High on Life is a comedic first-person shooter game with action-adventure and Metroidvania elements. It takes place in a science fiction world which features talking guns. It was created by Justin Roiland and developed and published by Squanch Games. The game was released on December 13, 2022 for Windows, Xbox One and Xbox Series X/S. The game received mixed reviews from critics, who were divided on its humour, while criticising the technical issues upon launch.

Gameplay
High on Life is a first-person shooter video game with action-adventure and metroidvania elements. Players are tasked with assassinating select targets, and must fight their way into the target's lair and then fight the targets in a boss battle.

Players attack using living alien weapons, five living guns called "Gatlians" and one sentient knife.
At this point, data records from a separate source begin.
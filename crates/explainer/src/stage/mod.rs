//! Stage area: the three directories a job's document moves through.
//!
//! `uploads/` (intake) → `processing/` (in progress) → `archive/`.
//! Every file is named `<uid>.pptx`, so the stage a document is in can be
//! found from the uid alone. Moves between stages are plain renames inside
//! one data directory, which are atomic on the same filesystem; there is no
//! copy fallback, so a document is never visible in two stages at once.

use std::fmt;
use std::io::Write;
use std::path::{Path, PathBuf};

use serde::{Deserialize, Serialize};
use tracing::{debug, warn};
use walkdir::WalkDir;

use crate::error::StorageError;

const DOCUMENT_EXTENSION: &str = "pptx";

#[derive(Debug, Clone, Copy, PartialEq, Eq, Hash, Serialize, Deserialize)]
#[serde(rename_all = "snake_case")]
pub enum StageLocation {
    Intake,
    InProgress,
    Archived,
}

impl StageLocation {
    pub fn as_str(&self) -> &'static str {
        match self {
            StageLocation::Intake => "intake",
            StageLocation::InProgress => "in_progress",
            StageLocation::Archived => "archived",
        }
    }
}

impl fmt::Display for StageLocation {
    fn fmt(&self, f: &mut fmt::Formatter<'_>) -> fmt::Result {
        f.write_str(self.as_str())
    }
}

fn move_file(src: &Path, dst: &Path) -> Result<(), StorageError> {
    std::fs::rename(src, dst).map_err(|e| StorageError::MoveFile {
        from: src.to_path_buf(),
        to: dst.to_path_buf(),
        source: e,
    })
}

/// Writes `content` to `temp`, then renames it to `target`. Once `temp`
/// exists, any failure removes it again.
fn write_then_rename(temp: &Path, target: &Path, content: &[u8]) -> Result<(), StorageError> {
    let mut file = std::fs::OpenOptions::new()
        .write(true)
        .create_new(true)
        .open(temp)
        .map_err(|e| StorageError::WriteFile {
            path: temp.to_path_buf(),
            source: e,
        })?;
    let written = file
        .write_all(content)
        .and_then(|_| file.sync_all())
        .map_err(|e| StorageError::WriteFile {
            path: temp.to_path_buf(),
            source: e,
        });
    drop(file);

    let result = written.and_then(|_| move_file(temp, target));
    if result.is_err() {
        if let Err(e) = std::fs::remove_file(temp) {
            warn!(path = %temp.display(), error = %e, "Could not remove partial upload");
        }
    }
    result
}

#[derive(Debug, Clone)]
pub struct StageArea {
    intake_dir: PathBuf,
    in_progress_dir: PathBuf,
    archive_dir: PathBuf,
}

impl StageArea {
    pub fn new<P: AsRef<Path>>(data_directory: P) -> Self {
        let root = data_directory.as_ref();
        Self {
            intake_dir: root.join("uploads"),
            in_progress_dir: root.join("processing"),
            archive_dir: root.join("archive"),
        }
    }

    /// Creates the stage directories if they do not exist yet.
    pub fn ensure_directories(&self) -> Result<(), StorageError> {
        for dir in [&self.intake_dir, &self.in_progress_dir, &self.archive_dir] {
            std::fs::create_dir_all(dir).map_err(|e| StorageError::CreateDirectory {
                path: dir.clone(),
                source: e,
            })?;
        }
        Ok(())
    }

    pub fn directory(&self, location: StageLocation) -> &Path {
        match location {
            StageLocation::Intake => &self.intake_dir,
            StageLocation::InProgress => &self.in_progress_dir,
            StageLocation::Archived => &self.archive_dir,
        }
    }

    pub fn path_for(&self, location: StageLocation, uid: &str) -> PathBuf {
        self.directory(location)
            .join(format!("{}.{}", uid, DOCUMENT_EXTENSION))
    }

    /// Writes a new document into intake.
    ///
    /// The bytes go to a hidden temp file first and are renamed into place,
    /// so a scanning worker never sees a partially written document.
    pub fn place(&self, uid: &str, content: &[u8]) -> Result<PathBuf, StorageError> {
        self.ensure_directories()?;

        let target = self.path_for(StageLocation::Intake, uid);
        if std::fs::symlink_metadata(&target).is_ok() {
            return Err(StorageError::FileExists(target));
        }

        let temp = self.intake_dir.join(format!(".{}.part", uid));
        write_then_rename(&temp, &target, content)?;
        debug!(uid = %uid, path = %target.display(), "Document placed in intake");
        Ok(target)
    }

    /// Moves a document from intake to in-progress.
    pub fn claim(&self, uid: &str) -> Result<PathBuf, StorageError> {
        self.ensure_directories()?;
        let from = self.path_for(StageLocation::Intake, uid);
        let to = self.path_for(StageLocation::InProgress, uid);
        move_file(&from, &to)?;
        debug!(uid = %uid, "Document claimed");
        Ok(to)
    }

    /// Moves a document from in-progress to the archive.
    pub fn archive(&self, uid: &str) -> Result<PathBuf, StorageError> {
        self.ensure_directories()?;
        let from = self.path_for(StageLocation::InProgress, uid);
        let to = self.path_for(StageLocation::Archived, uid);
        move_file(&from, &to)?;
        debug!(uid = %uid, "Document archived");
        Ok(to)
    }

    /// Finds the stage holding `uid`'s document.
    ///
    /// Stages are checked in the direction documents move, so a document
    /// renamed concurrently with the lookup is still found in its new stage.
    pub fn locate(&self, uid: &str) -> Option<StageLocation> {
        [
            StageLocation::Intake,
            StageLocation::InProgress,
            StageLocation::Archived,
        ]
        .into_iter()
        .find(|location| self.path_for(*location, uid).is_file())
    }

    /// Lists the uids of documents currently in `location`.
    pub fn list(&self, location: StageLocation) -> Result<Vec<String>, StorageError> {
        let dir = self.directory(location);
        if !dir.exists() {
            return Ok(Vec::new());
        }

        let mut uids = Vec::new();
        for entry in WalkDir::new(dir).min_depth(1).max_depth(1) {
            let entry = entry.map_err(|e| StorageError::ListDirectory {
                path: dir.to_path_buf(),
                source: e,
            })?;
            if !entry.file_type().is_file() {
                continue;
            }
            let path = entry.path();
            let is_document = path
                .extension()
                .and_then(|e| e.to_str())
                .is_some_and(|e| e == DOCUMENT_EXTENSION);
            let stem = path.file_stem().and_then(|s| s.to_str());
            if let (true, Some(stem)) = (is_document, stem) {
                if !stem.starts_with('.') {
                    uids.push(stem.to_string());
                }
            }
        }
        uids.sort();
        Ok(uids)
    }
}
The guns have primary, alternate, and special "trick hole" firing modes that can be used in combat. The knife has an additional grapple ability that allows players to use ziplines to move around the world.  Weapon specials are also used to solve puzzles and gain access to certain areas in non-combat scenarios.

Players can gain abilities and upgrade their existing abilities by purchasing upgrades at shops or by finding them in chests. As players get new Gatlians and other equipment it is possible to access previously unreachable areas, as in a Metroidvania.

In addition to combat, players encounter traversal and platforming sections, as well as puzzles that are solved using the Gatlians' weapon abilities, and social areas where players can interact with non-player characters.

Plot
The player character and their sister Lizzie have the house to themselves while their parents go away on a trip. While going out to get supplies for a wild party Lizzie plans to throw, an alien craft appears. Hiding behind a parked car, the player character and Lizzie witness one of the aliens killing their neighbor while another is suddenly killed by his allies. The player investigates the body of the dead alien and finds a smaller looking alien in its jacket before being spit on by it which allows them to communicate with each other. Introducing himself as the Gatlian Kenny, he reveals to the player that their planet is being invaded by Garmantuous and the G3 Cartel which plans to turn the entire human race into drugs. To avoid being captured, the player and Kenny work together to escape Earth and warps their house to Blim City.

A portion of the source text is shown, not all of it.